Earlier this year, Madrigal Pharmaceuticals (MDGL -1.93%) launched its first product, Rezdiffra. It wasn't just an important breakthrough for the mid-cap biotech; Rezdiffra became the first medicine approved by the U.S. Food and Drug Administration (FDA) for the treatment of non-alcoholic steatohepatitis (NASH).

These positive developments have helped jolt Madrigal's stock. The shares are up by almost 24% since the year started, while the S&P 500 has gained 14% as of this writing. Is Madrigal still a buy at current levels? Let's find out.

There is competition on the way

NASH is caused by a buildup of fat in the liver leading to scarring, also known as fibrosis or cirrhosis when it is particularly severe. Earning the first approval in this field is quite an accomplishment for Madrigal. That's especially the case since the FDA did not require that patients get a liver biopsy before being prescribed Rezdiffra, which makes the medicine more accessible.

However, there are a few things to keep an eye on.

First, Rezdiffra followed the accelerated approval pathway, meaning it will have to ace a post-marketing study to stay on the market. This regulatory route helps medicines that fill an unmet need reach patients faster, but Madrigal is still responsible for proving once and for all that Rezdiffra is effective.

Second, there are many drugmakers looking to challenge Madrigal in the NASH market. A non-exhaustive includes Eli Lilly, Novo Nordisk, Viking Therapeutics, 89bio, and Akero Pharmaceuticals. No wonder. The NASH market should skyrocket in the coming years, according to analysts' predictions.

Being first to market is an advantage, especially since none of these candidates look particularly close to launching their products. So, Madrigal can gain some market share in the meantime. However, one of the dangers is that competing medicines might report late-stage clinical trial results that show superior efficacy compared to Rezdiffra.

Or worse, Madrigal's new therapy might fail to prove effective in its post-marketing study.

What's next for Madrigal Pharmaceuticals?

Another problem for Madrigal is that the biotech has no other pipeline candidate. Relying on a single drug to drive performance is a dangerous position. Any perceived issue with Rezdiffra could sink Madrigal Pharmaceuticals' stock price. Still, for now, the drug is on the market and looks somewhat promising. Madrigal plans to target 315,000 NASH patients with the initial launch of the medicine, which will cost an average of $47,400 annually per person.

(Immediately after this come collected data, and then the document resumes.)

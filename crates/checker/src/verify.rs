use std::collections::HashSet;

use cadence_protocol::{
    Change, ChangeKind, CompileWarning, Constraint, ConstraintCheckReport, ConstraintCheckResult,
    ConstraintKind, ConstraintViolation, EditDiff, EntityResolver, PreserveMode, Severity,
    StructuralMetric, ViolationSeverity,
};
use serde::Serialize;

use crate::error::{CheckError, Result};
use crate::targets::TargetKeys;

/// Weight of a hard constraint in the overall score.
pub const HARD_WEIGHT: f32 = 1.0;
/// Weight of a soft constraint in the overall score.
pub const SOFT_WEIGHT: f32 = 0.5;

#[derive(Debug, Clone, PartialEq, Serialize)]
pub struct Verification {
    pub report: ConstraintCheckReport,
    pub warnings: Vec<CompileWarning>,
}

/// Checks constraints against an [`EditDiff`].
pub struct ConstraintVerifier<'a> {
    resolver: &'a dyn EntityResolver,
}

impl<'a> ConstraintVerifier<'a> {
    pub fn new(resolver: &'a dyn EntityResolver) -> Self {
        Self { resolver }
    }

    pub fn verify(&self, constraints: &[Constraint], diff: &EditDiff) -> Result<Verification> {
        let mut seen = HashSet::new();
        for constraint in constraints {
            if !seen.insert(constraint.id.as_str()) {
                return Err(CheckError::DuplicateConstraint(constraint.id.clone()));
            }
            validate(constraint)?;
        }

        let targets = TargetKeys::new(self.resolver);
        let results: Vec<ConstraintCheckResult> = constraints
            .iter()
            .map(|c| check_one(c, diff, &targets))
            .collect();
        let report = aggregate(constraints, results);

        log::info!(
            "Verified {} constraints against {} changes: score {:.2}, satisfied={}",
            constraints.len(),
            diff.len(),
            report.overall_score,
            report.overall_satisfied
        );

        Ok(Verification {
            report,
            warnings: targets.into_warnings(),
        })
    }

    /// Check a single constraint; unresolved targets fall back to their text.
    pub fn check(&self, constraint: &Constraint, diff: &EditDiff) -> Result<ConstraintCheckResult> {
        validate(constraint)?;
        Ok(check_one(constraint, diff, &TargetKeys::new(self.resolver)))
    }
}

fn validate(constraint: &Constraint) -> Result<()> {
    match &constraint.kind {
        ConstraintKind::Range { min, max, .. } => {
            if min.is_nan() || max.is_nan() {
                return Err(CheckError::Malformed {
                    constraint: constraint.id.clone(),
                    detail: "range bound is NaN".to_string(),
                });
            }
            if min > max {
                return Err(CheckError::InvalidRange {
                    constraint: constraint.id.clone(),
                    min: *min,
                    max: *max,
                });
            }
        }
        ConstraintKind::Relation { margin, .. } if margin.is_nan() || *margin < 0.0 => {
            return Err(CheckError::Malformed {
                constraint: constraint.id.clone(),
                detail: format!("relation margin must be a non-negative number, got {margin}"),
            });
        }
        _ => {}
    }
    Ok(())
}

/// What a single check found before scoring.
enum Finding {
    Clean,
    Violated {
        explanation: String,
        implicated: Vec<usize>,
    },
    Unverifiable(String),
}

fn check_one(constraint: &Constraint, diff: &EditDiff, targets: &TargetKeys<'_>) -> ConstraintCheckResult {
    let target = targets.key(&constraint.target);
    let finding = match &constraint.kind {
        ConstraintKind::Preserve { mode } => check_preserve(&target, *mode, diff),
        ConstraintKind::Range { property, min, max } => {
            check_range(&target, property, *min, *max, diff)
        }
        ConstraintKind::Relation {
            right,
            property,
            relation,
            margin,
        } => {
            let right_key = targets.key(right);
            match (
                known_value(diff, &target, property),
                known_value(diff, &right_key, property),
            ) {
                (Some(left), Some(right_value)) => {
                    if relation.holds(left, right_value, *margin) {
                        Finding::Clean
                    } else {
                        let implicated: Vec<usize> = diff
                            .changes
                            .iter()
                            .enumerate()
                            .filter(|(_, c)| {
                                (c.entity == target || c.entity == right_key)
                                    && c.property.as_deref() == Some(property.as_str())
                            })
                            .map(|(i, _)| i)
                            .collect();
                        Finding::Violated {
                            explanation: format!(
                                "{property}: {} is {left}, {} is {right_value}; expected {} {} {}",
                                constraint.target.text,
                                right.text,
                                constraint.target.text,
                                relation.symbol(),
                                right.text
                            ),
                            implicated,
                        }
                    }
                }
                (None, None) => Finding::Clean,
                _ => Finding::Unverifiable(format!(
                    "no recorded {property} for one side of '{}'",
                    constraint.describe()
                )),
            }
        }
        ConstraintKind::Structural { metric, comparison } => {
            let touching: Vec<(usize, &Change)> = diff.touching(&target).collect();
            let (value, counted): (i64, Vec<usize>) = match metric {
                StructuralMetric::Count => {
                    let mut net = 0i64;
                    let mut counted = Vec::new();
                    for (i, change) in &touching {
                        match change.kind {
                            ChangeKind::Added => net += 1,
                            ChangeKind::Removed => net -= 1,
                            ChangeKind::Modified | ChangeKind::Moved => continue,
                        }
                        counted.push(*i);
                    }
                    (net, counted)
                }
                StructuralMetric::Order => {
                    let counted: Vec<usize> = touching
                        .iter()
                        .filter(|(_, c)| c.kind == ChangeKind::Moved)
                        .map(|(i, _)| *i)
                        .collect();
                    (counted.len() as i64, counted)
                }
            };
            if comparison.holds(value) {
                Finding::Clean
            } else {
                Finding::Violated {
                    explanation: format!(
                        "{} changed by {value}; expected {}",
                        constraint.target.text,
                        comparison.describe()
                    ),
                    implicated: counted,
                }
            }
        }
    };

    into_result(constraint, finding, diff.len())
}

fn check_preserve(target: &str, mode: PreserveMode, diff: &EditDiff) -> Finding {
    let implicated: Vec<usize> = diff
        .touching(target)
        .filter(|(_, change)| exceeds_tolerance(mode, change.kind))
        .map(|(i, _)| i)
        .collect();
    if implicated.is_empty() {
        return Finding::Clean;
    }
    Finding::Violated {
        explanation: format!(
            "{} change(s) to {target} exceed {} preservation",
            implicated.len(),
            mode.as_str()
        ),
        implicated,
    }
}

fn exceeds_tolerance(mode: PreserveMode, kind: ChangeKind) -> bool {
    match mode {
        PreserveMode::Exact => true,
        PreserveMode::Functional => kind.is_structural(),
        PreserveMode::Recognizable => kind == ChangeKind::Removed,
    }
}

fn check_range(target: &str, property: &str, min: f64, max: f64, diff: &EditDiff) -> Finding {
    let mut implicated = Vec::new();
    let mut first: Option<f64> = None;
    for (i, change) in diff.touching(target) {
        if change.property.as_deref() != Some(property) {
            continue;
        }
        if let Some(value) = change.after {
            if value < min || value > max {
                implicated.push(i);
                first.get_or_insert(value);
            }
        }
    }
    match first {
        None => Finding::Clean,
        Some(value) => Finding::Violated {
            explanation: format!(
                "{property} of {target} moved to {value}, outside [{min}, {max}]"
            ),
            implicated,
        },
    }
}

/// Latest value of `property` on `entity`, falling back to the value it had
/// before the first recorded change.
fn known_value(diff: &EditDiff, entity: &str, property: &str) -> Option<f64> {
    diff.latest_value(entity, property).or_else(|| {
        diff.changes
            .iter()
            .filter(|c| c.entity == entity && c.property.as_deref() == Some(property))
            .find_map(|c| c.before)
    })
}

fn into_result(constraint: &Constraint, finding: Finding, total_changes: usize) -> ConstraintCheckResult {
    match finding {
        Finding::Clean => ConstraintCheckResult {
            constraint_id: constraint.id.clone(),
            satisfied: true,
            score: 1.0,
            violations: Vec::new(),
            unverifiable: false,
        },
        Finding::Unverifiable(reason) => {
            log::debug!("Constraint {} unverifiable: {reason}", constraint.id);
            ConstraintCheckResult {
                constraint_id: constraint.id.clone(),
                satisfied: true,
                score: 1.0,
                violations: Vec::new(),
                unverifiable: true,
            }
        }
        Finding::Violated {
            explanation,
            implicated,
        } => {
            let score = if total_changes == 0 || implicated.is_empty() {
                0.0
            } else {
                (1.0 - implicated.len() as f32 / total_changes as f32).clamp(0.0, 1.0)
            };
            ConstraintCheckResult {
                constraint_id: constraint.id.clone(),
                satisfied: false,
                score,
                violations: vec![ConstraintViolation {
                    constraint_id: constraint.id.clone(),
                    severity: ViolationSeverity::from(constraint.severity),
                    explanation,
                    implicated,
                }],
                unverifiable: false,
            }
        }
    }
}

fn aggregate(constraints: &[Constraint], results: Vec<ConstraintCheckResult>) -> ConstraintCheckReport {
    let (weighted, total) = constraints
        .iter()
        .zip(&results)
        .fold((0.0f32, 0.0f32), |(weighted, total), (constraint, result)| {
            let weight = match constraint.severity {
                Severity::Hard => HARD_WEIGHT,
                Severity::Soft => SOFT_WEIGHT,
            };
            (weighted + weight * result.score, total + weight)
        });
    let overall_score = if total > 0.0 { weighted / total } else { 1.0 };
    let overall_satisfied = results
        .iter()
        .flat_map(|r| &r.violations)
        .all(|v| v.severity != ViolationSeverity::Error);

    ConstraintCheckReport {
        results,
        overall_score,
        overall_satisfied,
    }
}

Analysts have fairly upbeat expectations for the medicine. Some predict it will generate peak sales of more than $5 billion. It will take years for Rezdiffra to get to those heights, though, if it does at all.

There is, however, another critical point to highlight. Madrigal developed and launched a medicine for a disease with a high unmet need where many pharmaceutical giants had tried and failed. That's no easy feat, and it speaks volumes about the team behind the successful launch of Rezdiffra. Investors should take that into account when considering whether to invest in Madrigal Pharmaceuticals.

Still, given the lack of a pipeline, the coming competition, the post-marketing study, and the potential pitfalls it presents, Madrigal Pharmaceuticals looks like a risky stock for now. Investors with an appetite for risk and who can handle volatility might consider initiating a small position in the stock. For everyone else, there are much better biotech companies out there.